## WORK ITEM
Copy out every line in the entries below that includes "Enables".

Records contained in a dataset:
══════════
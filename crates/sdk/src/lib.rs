//! Token launchpad listings SDK.
//!
//! # Overview
//!
//! Keeps a bounded, newest-first view of the sales registered by a launchpad
//! factory contract, read through any JSON-RPC provider.
//!
//! Use [`sync::Synchronizer`] with a [`source::RpcSource`] to resolve the
//! factory deployed on the connected chain, verify it, and publish the fee
//! together with the most recent listings. Subscribe to the published state
//! with [`sync::Synchronizer::subscribe`].
//!
//! [`page::Page`] tracks account and panel state around the listings and
//! tells when a refresh is due.
//!
//! See `./tests` for examples.
//!
//! # Limitations/follow-ups
//!
//! * Listings are refreshed on request or interval; factory events are not
//!   streamed.
//!
//! * Only the newest sales within the listings cap are read, there is no
//!   pagination over older ones.
//!
//! # Features
//!
//! | Feature | Default | Description |
//! | --- | --- | --- |
//! | `display` | yes | Enables table rendering of [`types::TokenView`]. |
//! | `testing` | yes | Enables [`testing`] module. |
//!
//! # Testing
//!
//! [`testing`] module provides an in-memory chain with call counters and
//! failure injection, serving the factory reads.

pub mod abi;
pub mod config;
pub mod error;
pub mod factory;
pub mod network;
pub mod num;
pub mod page;
pub mod source;
pub mod sync;
#[cfg(feature = "testing")]
pub mod testing;
pub mod types;
pub mod view;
══════════
## EXPECTED ANSWER
//! | `display` | yes | Enables table rendering of [`types::TokenView`]. |
//! | `testing` | yes | Enables [`testing`] module. |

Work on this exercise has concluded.